Martin’s approach is this:
Making it policy that nothing gets backed-up unless requested takes out all ambiguity. There can be no assumptions about what is being backed-up, it makes it someone’s responsibility as opposed to an assumed default.
There is, undoubtedly, logic in what Martin suggests, but it’s not a logical starting point I can personally reconcile myself with, for the fundamental reason that it (IMHO) assumes that everyone who interacts with the system understands the system and the nature of their interaction.
It in fact runs completely contrary to an axiom in user desktop/laptop backup approaches – if you leave backups up to the users, nothing will get backed up. That holds true for pretty much every business I’ve ever interacted with, from the most, to the least technical.
It’s for that reason, that lack of total systems awareness and data responsibility from all users of any environment, that my approach starts from the other end. Backup everything.
But I don’t really mean it. I abhor wastage. Recently, I’ve learnt that wastage comes in many forms, which is why the decision to move interstate and re-evaluate what I/we own has been cleansing. (See the article “deconstruction of falling stars” over at my personal blog for a bit more on that front.)
As I abhor wastage, I don’t actually believe you should backup everything within your environment. Sure, some vendors might like that notion – infinite tapes, disk, storage, snapshots, you name it. But it’s neither practical nor commercial reality to do this.
No, there is a middle ground. For me, the sweet spot is this what I always come back to:
It is always better to backup a little more than you need, and waste some storage media, than it is to not backup quite enough, and be unable to recover.
So if your tape usage is say, 5-10% higher than it should be, or your VTL/B2D environment is 5-10% bigger than it really needs to be, I’m not concerned. (If it’s a crazy amount, like 100% more, then there’s a problem – a serious problem that has arisen from a lack of capacity planning, etc.)
I’ve seen IT sites where NetWorker agents have been deployed on every server within the environment, and when I’ve done a coverage analysis, I’ve seen servers that have this as the saveset:
/etc/hosts
Just that. Nothing more, nothing less. (You couldn’t get much less anyway.) I’ve equally seen sites where not only was a hot backup done of the production Oracle database via a module, but the database files were backed up as part of the filesystem backup, and then export/dumps were generated and backed up as well. Overkill? Yes. Were some backups unrecoverable? Yes.
Both are very clear examples of wastage, but I’ll tell you the difference.
The latter one – backing up too much, is time and money wastage. Neither are pleasant, both can hurt the bottom line of a company, yet that’s where it stops.

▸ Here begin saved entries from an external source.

//! Headless scenarios for the `tanker` binary.
//!
//! Select one with `TANKER_SCENARIO=<name>`:
//!
//! | Name | What it exercises |
//! |------|-------------------|
//! | `bonfire` | Tanker goes molten next to a bystander and a mix of props |
//! | `self_immunity` | External heat keeps scorching the tanker; every aura tick must cool it back down |
//! | `toggle_storm` | Molten mode is toggled rapidly; there is never more than one session |

use crate::aura::HeatAura;
use crate::body::{spawn_prop, spawn_ragdoll, spawn_tanker, Limb, Limbs, Thermal};
use crate::config::HeatAuraConfig;
use crate::modes::{ModeAction, ModeRequest, StatusReport, TankerModes};
use bevy::prelude::*;

/// Scenario bookkeeping
#[derive(Resource)]
pub struct ScenarioConfig {
    pub name: String,
    pub frame_limit: u32,
    pub frame_count: u32,
    pub tanker: Option<Entity>,
    /// Frames on which an aura tick left a tanker limb hot or burning.
    pub immunity_violations: u32,
    last_seen_cycles: u64,
}

impl Default for ScenarioConfig {
    fn default() -> Self {
        Self {
            name: String::new(),
            frame_limit: 300,
            frame_count: 0,
            tanker: None,
            immunity_violations: 0,
            last_seen_cycles: 0,
        }
    }
}

/// Tags entities spawned as bystanders so the summary can report on them.
#[derive(Component)]
pub struct Bystander;

/// Spawn scenario: tanker turns molten next to a bystander and assorted props.
pub fn spawn_bonfire(
    mut commands: Commands,
    config: Res<HeatAuraConfig>,
    mut scenario: ResMut<ScenarioConfig>,
    mut requests: MessageWriter<ModeRequest>,
) {
    scenario.name = "bonfire".to_string();
    scenario.frame_limit = 300;

    let tanker = spawn_tanker(&mut commands, Vec3::ZERO, &config);
    let bystander = spawn_ragdoll(&mut commands, Vec3::new(1.5, 0.0, 0.0), config.limb_base_health);
    commands.entity(bystander).insert(Bystander);

    for (pos, thermal) in [
        (Vec3::new(-1.0, 0.5, 0.0), Thermal::default()),
        (Vec3::new(-1.5, -0.5, 0.0), Thermal::fireproof()),
        (Vec3::new(0.5, -1.5, 0.0), Thermal::inert()),
        (Vec3::new(25.0, 0.0, 0.0), Thermal::default()),
    ] {
        let prop = spawn_prop(&mut commands, pos, thermal);
        commands.entity(prop).insert(Bystander);
    }

    requests.write(ModeRequest {
        caster: tanker,
        action: ModeAction::EnableMolten,
    });
    scenario.tanker = Some(tanker);
    info!("Spawned scenario: bonfire");
}

/// Spawn scenario: lone molten tanker; [`scorch_tanker_system`] supplies the heat.
pub fn spawn_self_immunity(
    mut commands: Commands,
    config: Res<HeatAuraConfig>,
    mut scenario: ResMut<ScenarioConfig>,
    mut requests: MessageWriter<ModeRequest>,
) {
    scenario.name = "self_immunity".to_string();
    scenario.frame_limit = 240;

    let tanker = spawn_tanker(&mut commands, Vec3::ZERO, &config);
    requests.write(ModeRequest {
        caster: tanker,
        action: ModeAction::EnableMolten,
    });
    scenario.tanker = Some(tanker);
    info!("Spawned scenario: self_immunity");
}

/// Spawn scenario: tanker whose molten mode is toggled every few frames.
pub fn spawn_toggle_storm(
    mut commands: Commands,
    config: Res<HeatAuraConfig>,
    mut scenario: ResMut<ScenarioConfig>,
) {
    scenario.name = "toggle_storm".to_string();
    scenario.frame_limit = 180;

    let tanker = spawn_tanker(&mut commands, Vec3::ZERO, &config);
    let bystander = spawn_ragdoll(&mut commands, Vec3::new(1.0, 0.0, 0.0), config.limb_base_health);
    commands.entity(bystander).insert(Bystander);
    scenario.tanker = Some(tanker);
    info!("Spawned scenario: toggle_storm");
}

/// `self_immunity`: set every tanker limb ablaze at 900° before the aura runs.
pub fn scorch_tanker_system(
    scenario: Res<ScenarioConfig>,
    tankers: Query<&Limbs>,
    mut thermals: Query<&mut Thermal>,
) {
    if scenario.name != "self_immunity" {
        return;
    }
    let Some(limbs) = scenario.tanker.and_then(|t| tankers.get(t).ok()) else {
        return;
    };
    for &limb in limbs.as_slice() {
        if let Ok(mut thermal) = thermals.get_mut(limb) {
            thermal.temperature = 900.0;
            thermal.ignite();
        }
    }
}

/// `toggle_storm`: request a molten toggle every 20 frames.
pub fn toggle_storm_system(
    scenario: Res<ScenarioConfig>,
    mut requests: MessageWriter<ModeRequest>,
) {
    if scenario.name != "toggle_storm" || scenario.frame_count % 20 != 0 {
        return;
    }
    if let Some(caster) = scenario.tanker {
        requests.write(ModeRequest {
            caster,
            action: ModeAction::ToggleMolten,
        });
    }
}

/// Count frames, check tanker immunity after every aura tick, and exit with a
/// summary once the frame limit is reached.
pub fn scenario_verification_system(
    mut scenario: ResMut<ScenarioConfig>,
    config: Res<HeatAuraConfig>,
    tankers: Query<(&TankerModes, &HeatAura, &Limbs)>,
    limbs: Query<&Limb>,
    thermals: Query<&Thermal>,
    bystanders: Query<(Entity, Option<&Limbs>, Option<&Thermal>), With<Bystander>>,
    mut exit: MessageWriter<AppExit>,
) {
    scenario.frame_count += 1;
    let Some((modes, aura, tanker_limbs)) = scenario.tanker.and_then(|t| tankers.get(t).ok())
    else {
        return;
    };

    if aura.total_cycles() != scenario.last_seen_cycles {
        scenario.last_seen_cycles = aura.total_cycles();
        let violated = tanker_limbs
            .as_slice()
            .iter()
            .filter_map(|&l| thermals.get(l).ok())
            .any(|t| t.on_fire || t.temperature > config.max_self_temperature);
        if violated {
            scenario.immunity_violations += 1;
            warn!("Tanker limb left hot after aura cycle {}", aura.total_cycles());
        }
    }

    if scenario.frame_count < scenario.frame_limit {
        return;
    }

    info!("Scenario '{}' finished after {} frames", scenario.name, scenario.frame_count);
    info!("{}", StatusReport::collect(modes, tanker_limbs, &limbs));
    info!(
        "Aura sessions: {}, cycles: {}, immunity violations: {}",
        aura.sessions_started(),
        aura.total_cycles(),
        scenario.immunity_violations
    );
    for (entity, body, thermal) in bystanders.iter() {
        if let Some(body) = body {
            let min_health = body
                .as_slice()
                .iter()
                .filter_map(|&l| limbs.get(l).ok())
                .map(|l| l.health)
                .fold(f32::INFINITY, f32::min);
            info!("Bystander {entity}: weakest limb at {min_health:.1} HP");
        } else if let Some(t) = thermal {
            info!(
                "Prop {entity}: {:.0}°, {}",
                t.temperature,
                if t.on_fire { "burning" } else { "not burning" }
            );
        }
    }
    exit.write(AppExit::Success);
}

The former – backing up only what is explicitly requested, nothing more, is corporate wastage. There’s a little bit of monetary wastage involved (why spend the money on an agent to backup a single file?) – the real wastage though is that it could waste the company. Unable to recover legally required files because someone forgot to request them to be backed up? Hello, lawsuit loss. Unable to recover financial data that proves your company has correctly paid its taxes because someone forgot to request them to be backed up? Hello, double tax payments. For me it triggers thought of every possible nightmare scenario a company might experience, right through to total dissolution and loss of the company itself.

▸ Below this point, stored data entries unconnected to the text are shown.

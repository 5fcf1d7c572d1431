//! Tanker transformation modes.
//!
//! | Mode | Effect here |
//! |------|-------------|
//! | Molten | Starts the [`HeatAura`] on enable, stops it on disable |
//! | Ultra sense | Flag only; its texture swap lives in the host game |
//!
//! Modes are switched either directly through the free functions below or by
//! writing a [`ModeRequest`] message, which is how the host's context menu
//! reaches the simulation.

use crate::aura::HeatAura;
use crate::body::{Limb, Limbs};
use crate::config::HeatAuraConfig;
use crate::heat::HeatProfile;
use bevy::prelude::*;
use std::fmt;

// ── Components ─────────────────────────────────────────────────────────────────

#[derive(Component, Debug, Default, Clone, Copy, PartialEq, Eq)]
pub struct TankerModes {
    pub molten: bool,
    pub ultra_sense: bool,
}

// ── Messages ───────────────────────────────────────────────────────────────────

#[derive(Debug, Clone, Copy, PartialEq, Eq)]
pub enum ModeAction {
    ToggleMolten,
    EnableMolten,
    DisableMolten,
    ToggleUltraSense,
    EnableUltraSense,
    DisableUltraSense,
    ClearModes,
    StatusReport,
}

/// A mode switch requested for one caster.
#[derive(Message, Debug, Clone, Copy)]
pub struct ModeRequest {
    pub caster: Entity,
    pub action: ModeAction,
}

// ── Molten ─────────────────────────────────────────────────────────────────────

pub fn enable_molten(modes: &mut TankerModes, aura: &mut HeatAura, profile: HeatProfile) {
    modes.molten = true;
    aura.start(profile);
    info!("Molten mode activated! Heat aura engaged.");
}

pub fn disable_molten(modes: &mut TankerModes, aura: &mut HeatAura) {
    modes.molten = false;
    aura.stop();
    info!("Molten mode deactivated!");
}

pub fn toggle_molten(modes: &mut TankerModes, aura: &mut HeatAura, profile: HeatProfile) {
    if modes.molten {
        disable_molten(modes, aura);
    } else {
        enable_molten(modes, aura, profile);
    }
}

// ── Ultra sense ────────────────────────────────────────────────────────────────

pub fn enable_ultra_sense(modes: &mut TankerModes) {
    modes.ultra_sense = true;
    info!("Ultra sense mode activated! Enhanced perception active.");
}

pub fn disable_ultra_sense(modes: &mut TankerModes) {
    modes.ultra_sense = false;
    info!("Ultra sense mode deactivated!");
}

pub fn toggle_ultra_sense(modes: &mut TankerModes) {
    if modes.ultra_sense {
        disable_ultra_sense(modes);
    } else {
        enable_ultra_sense(modes);
    }
}

/// Switch off every active mode.
pub fn clear_modes(modes: &mut TankerModes, aura: &mut HeatAura) {
    if modes.molten {
        disable_molten(modes, aura);
    }
    if modes.ultra_sense {
        disable_ultra_sense(modes);
    }
}

// ── Status report ──────────────────────────────────────────────────────────────

#[derive(Debug, Clone, Copy, PartialEq)]
pub struct StatusReport {
    /// Mean of `health / initial_health` over existing limbs, `0.0` with none.
    pub average_health: f32,
    pub molten: bool,
    pub ultra_sense: bool,
}

impl StatusReport {
    pub fn collect(modes: &TankerModes, limbs: &Limbs, limb_query: &Query<&Limb>) -> Self {
        let fractions: Vec<f32> = limbs
            .as_slice()
            .iter()
            .filter_map(|&e| limb_query.get(e).ok())
            .map(Limb::health_fraction)
            .collect();
        let average_health = if fractions.is_empty() {
            0.0
        } else {
            fractions.iter().sum::<f32>() / fractions.len() as f32
        };
        Self {
            average_health,
            molten: modes.molten,
            ultra_sense: modes.ultra_sense,
        }
    }
}

fn active_label(active: bool) -> &'static str {
    if active {
        "ACTIVE"
    } else {
        "INACTIVE"
    }
}

impl fmt::Display for StatusReport {
    fn fmt(&self, f: &mut fmt::Formatter<'_>) -> fmt::Result {
        writeln!(f, "Tanker Status Report:")?;
        writeln!(f, "Health: {:.0}%", self.average_health * 100.0)?;
        writeln!(f, "Molten Mode: {}", active_label(self.molten))?;
        writeln!(f, "Ultra Sense Mode: {}", active_label(self.ultra_sense))
    }
}

// ── Systems ────────────────────────────────────────────────────────────────────

/// Apply queued [`ModeRequest`]s.  Requests for entities that are not casters
/// (or were despawned) are dropped with a warning.
pub fn handle_mode_requests_system(
    mut requests: MessageReader<ModeRequest>,
    config: Res<HeatAuraConfig>,
    mut casters: Query<(&mut TankerModes, &mut HeatAura, &Limbs)>,
    limb_query: Query<&Limb>,
) {
    for request in requests.read() {
        let Ok((mut modes, mut aura, limbs)) = casters.get_mut(request.caster) else {
            warn!("Mode request {:?} for unknown caster {}", request.action, request.caster);
            continue;
        };
        let profile = HeatProfile::from(&*config);

        match request.action {
            ModeAction::ToggleMolten => toggle_molten(&mut modes, &mut aura, profile),
            ModeAction::EnableMolten => enable_molten(&mut modes, &mut aura, profile),
            ModeAction::DisableMolten => disable_molten(&mut modes, &mut aura),
            ModeAction::ToggleUltraSense => toggle_ultra_sense(&mut modes),
            ModeAction::EnableUltraSense => enable_ultra_sense(&mut modes),
            ModeAction::DisableUltraSense => disable_ultra_sense(&mut modes),
            ModeAction::ClearModes => clear_modes(&mut modes, &mut aura),
            ModeAction::StatusReport => {
                info!("{}", StatusReport::collect(&modes, limbs, &limb_query));
            }
        }
    }
}

#[cfg(test)]
mod tests {
    use super::*;
    use bevy::ecs::system::SystemState;

    #[test]
    fn toggle_molten_starts_and_stops_the_aura() {
        let mut modes = TankerModes::default();
        let mut aura = HeatAura::default();

        toggle_molten(&mut modes, &mut aura, HeatProfile::default());
        assert!(modes.molten);
        assert!(aura.is_active());

        toggle_molten(&mut modes, &mut aura, HeatProfile::default());
        assert!(!modes.molten);
        assert!(!aura.is_active());
    }

    #[test]
    fn enable_twice_restarts_rather_than_stacking() {
        let mut modes = TankerModes::default();
        let mut aura = HeatAura::default();
        enable_molten(&mut modes, &mut aura, HeatProfile::default());
        enable_molten(&mut modes, &mut aura, HeatProfile::default());
        assert_eq!(aura.sessions_started(), 2);
        assert!(aura.is_active());
    }

    #[test]
    fn clear_modes_switches_everything_off() {
        let mut modes = TankerModes::default();
        let mut aura = HeatAura::default();
        enable_molten(&mut modes, &mut aura, HeatProfile::default());
        toggle_ultra_sense(&mut modes);
        assert!(modes.ultra_sense);

        clear_modes(&mut modes, &mut aura);
        assert_eq!(modes, TankerModes::default());
        assert!(!aura.is_active());
    }

    #[test]
    fn status_report_averages_limb_health() {
        let mut world = World::new();
        let body = world.spawn_empty().id();
        let full = world.spawn(Limb::new(body, 200.0)).id();
        let half = world
            .spawn(Limb {
                health: 100.0,
                initial_health: 200.0,
                owner: body,
            })
            .id();
        let gone = world.spawn_empty().id();
        world.despawn(gone);
        let limbs = Limbs(vec![full, half, gone]);
        let modes = TankerModes {
            molten: true,
            ultra_sense: false,
        };

        let mut state: SystemState<Query<&Limb>> = SystemState::new(&mut world);
        let limb_query = state.get(&world);
        let report = StatusReport::collect(&modes, &limbs, &limb_query);

        assert!((report.average_health - 0.75).abs() < 1e-6);
        let text = report.to_string();
        assert!(text.contains("Health: 75%"));
        assert!(text.contains("Molten Mode: ACTIVE"));
        assert!(text.contains("Ultra Sense Mode: INACTIVE"));
    }
}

In my book, I make the differentiation between what I call inclusive and exclusive backup products. I define:
- An inclusive backup product is one where you have to explicitly specify what gets backed up. By default, nothing is backed up unless you specify it.
- An exclusive backup product is one where you have to explicitly specify what doesn’t get backed up. By default, everything is selected and you have to winnow that selection down yourself.

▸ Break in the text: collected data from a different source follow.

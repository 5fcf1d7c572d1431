//! Keeps the tanker from cooking itself while molten.
//!
//! The aura never targets its own caster, but other heat sources (a burning
//! bystander, a fireball, a lava pool) still can.  Every aura tick therefore
//! clamps the caster's limb temperatures and puts out any fire on them.

use crate::body::Thermal;
use bevy::prelude::*;

/// Counts from one regulation pass.
#[derive(Debug, Clone, Copy, Default, PartialEq, Eq)]
pub struct RegulationOutcome {
    pub cooled: usize,
    pub extinguished: usize,
}

/// Clamp every caster limb to `max_temperature` and extinguish it.
///
/// Limbs without thermal state, or that no longer exist, are skipped.
pub fn regulate_caster(
    caster_limbs: &[Entity],
    max_temperature: f32,
    thermals: &mut Query<&mut Thermal>,
) -> RegulationOutcome {
    let mut outcome = RegulationOutcome::default();

    for &limb in caster_limbs {
        let Ok(mut thermal) = thermals.get_mut(limb) else {
            continue;
        };
        if thermal.temperature > max_temperature {
            thermal.temperature = max_temperature;
            outcome.cooled += 1;
        }
        if thermal.on_fire {
            thermal.extinguish();
            outcome.extinguished += 1;
        }
    }

    outcome
}

#[cfg(test)]
mod tests {
    use super::*;
    use bevy::ecs::system::SystemState;

    #[test]
    fn hot_burning_limbs_are_cooled_and_extinguished() {
        let mut world = World::new();
        let scorched = world
            .spawn(Thermal {
                temperature: 950.0,
                on_fire: true,
                ..Default::default()
            })
            .id();
        let warm = world
            .spawn(Thermal {
                temperature: 150.0,
                ..Default::default()
            })
            .id();
        let bare = world.spawn_empty().id();

        let mut state: SystemState<Query<&mut Thermal>> = SystemState::new(&mut world);
        let mut thermals = state.get_mut(&mut world);
        let outcome = regulate_caster(&[scorched, warm, bare], 200.0, &mut thermals);

        assert_eq!(
            outcome,
            RegulationOutcome {
                cooled: 1,
                extinguished: 1
            }
        );
        let scorched = world.get::<Thermal>(scorched).unwrap();
        assert_eq!(scorched.temperature, 200.0);
        assert!(!scorched.on_fire);
        assert_eq!(world.get::<Thermal>(warm).unwrap().temperature, 150.0);
    }
}
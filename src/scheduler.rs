//! Cancellable repeating task driven by frame deltas.
//!
//! A [`RepeatingTask`] is the "run this every `interval` until cancelled"
//! primitive the heat aura is built on.  It never runs anything itself: the
//! owning system calls [`RepeatingTask::advance`] with the frame delta and
//! executes the returned number of firings in order, so firing N always
//! completes before firing N+1 starts.
//!
//! The first firing is due on the first `advance` after construction, whatever
//! the delta.  After that the task fires once per elapsed interval.

use bevy::prelude::*;
use std::time::Duration;

#[derive(Debug, Clone)]
pub struct RepeatingTask {
    timer: Timer,
    first_firing_due: bool,
    cancelled: bool,
}

impl RepeatingTask {
    pub fn new(interval: Duration) -> Self {
        Self {
            timer: Timer::new(interval, TimerMode::Repeating),
            first_firing_due: true,
            cancelled: false,
        }
    }

    /// Prevent every future firing.  Idempotent.
    pub fn cancel(&mut self) {
        self.cancelled = true;
    }

    pub fn is_cancelled(&self) -> bool {
        self.cancelled
    }

    /// Advance by `delta` and return how many firings are now due.
    pub fn advance(&mut self, delta: Duration) -> u32 {
        if self.cancelled {
            return 0;
        }
        if self.first_firing_due {
            self.first_firing_due = false;
            return 1;
        }
        self.timer.tick(delta);
        self.timer.times_finished_this_tick()
    }
}

#[cfg(test)]
mod tests {
    use super::*;

    const INTERVAL: Duration = Duration::from_millis(200);

    #[test]
    fn first_firing_is_immediate() {
        let mut task = RepeatingTask::new(INTERVAL);
        assert_eq!(task.advance(Duration::ZERO), 1);
        assert_eq!(task.advance(Duration::ZERO), 0);
    }

    #[test]
    fn fires_once_per_interval() {
        let mut task = RepeatingTask::new(INTERVAL);
        let fired: u32 = (0..6).map(|_| task.advance(INTERVAL)).sum();
        assert_eq!(fired, 6);
    }

    #[test]
    fn partial_intervals_accumulate() {
        let mut task = RepeatingTask::new(INTERVAL);
        task.advance(Duration::ZERO);
        assert_eq!(task.advance(Duration::from_millis(150)), 0);
        assert_eq!(task.advance(Duration::from_millis(100)), 1);
    }

    #[test]
    fn long_frame_reports_every_missed_firing() {
        let mut task = RepeatingTask::new(INTERVAL);
        task.advance(Duration::ZERO);
        assert_eq!(task.advance(Duration::from_millis(650)), 3);
    }

    #[test]
    fn cancelled_task_never_fires() {
        let mut task = RepeatingTask::new(INTERVAL);
        task.cancel();
        assert!(task.is_cancelled());
        assert_eq!(task.advance(INTERVAL * 10), 0);
    }
}
use bevy::app::ScheduleRunnerPlugin;
use bevy::log::LogPlugin;
use bevy::prelude::*;
use std::env;
use std::time::Duration;

use tanker::config::{self, HeatAuraConfig};
use tanker::simulation::{seed_heat_rng_system, HeatAuraPlugin, HeatAuraSet};
use tanker::testing::{
    scenario_verification_system, scorch_tanker_system, spawn_bonfire, spawn_self_immunity,
    spawn_toggle_storm, toggle_storm_system, ScenarioConfig,
};

fn main() {
    let scenario = env::var("TANKER_SCENARIO").unwrap_or_else(|_| "bonfire".to_string());

    let mut app = App::new();

    app.add_plugins(
        MinimalPlugins.set(ScheduleRunnerPlugin::run_loop(Duration::from_secs_f64(
            1.0 / 60.0,
        ))),
    )
    .add_plugins(LogPlugin::default())
    // Insert HeatAuraConfig with compiled defaults; load_heat_aura_config will
    // overwrite it from assets/heat_aura.toml (if present) in the Startup schedule.
    .insert_resource(HeatAuraConfig::default())
    .insert_resource(ScenarioConfig::default())
    .add_plugins(HeatAuraPlugin)
    .add_systems(
        Startup,
        config::load_heat_aura_config.before(seed_heat_rng_system),
    )
    .add_systems(
        Update,
        (
            (scorch_tanker_system, toggle_storm_system).before(HeatAuraSet::Modes),
            scenario_verification_system.after(HeatAuraSet::Tick),
        ),
    );

    match scenario.as_str() {
        "self_immunity" => app.add_systems(
            Startup,
            spawn_self_immunity.after(config::load_heat_aura_config),
        ),
        "toggle_storm" => app.add_systems(
            Startup,
            spawn_toggle_storm.after(config::load_heat_aura_config),
        ),
        "bonfire" => app.add_systems(Startup, spawn_bonfire.after(config::load_heat_aura_config)),
        other => {
            warn!("Unknown scenario '{other}', running bonfire");
            app.add_systems(Startup, spawn_bonfire.after(config::load_heat_aura_config))
        }
    };

    println!("Running scenario: {}", scenario);
    app.run();
}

The first, I consider to be the hallmark of a workgroup backup product approach. Cost reduction is the primary focus of this approach. The second, I consider to be a fundamental requirement for a product to earn the “enterprise backup product” badge of honour. Without this, there is a distinct lack of trust.
While I can understand Martin’s starting point, and that he moves more to the middle of making sure the right things are backed up, I can’t agree with this logic that this is the best approach.
I’ve seen, heard of, and witnessed too many IT war stories.
Sorry- not with you on this one. What’s backed up on a server should not be in the end-users’ hands, but rather in the syadmin’s. The system administrator should, as part of the server install, provide his backup requirements. These requirements should arise naturally from recovery planning. Any sysadmin who says “back up everything” is either lazy or doesn’t understand his system.
Well, I actually agree with you on everything you’ve said there simply because that’s what my main argument was.
My take is that if you don’t have a starting point for determining what to backup, you start by talking about backing up “everything”. You should never however implement a “backup everything” approach – that would indeed imply laziness. But it’s a case of stripping out what you don’t need to backup, rather than adding in what you do need to backup.
And that’s why i NetWorker you cannot say ‘backup everything except /oradata*’ – as long as /oradata* are filesystems….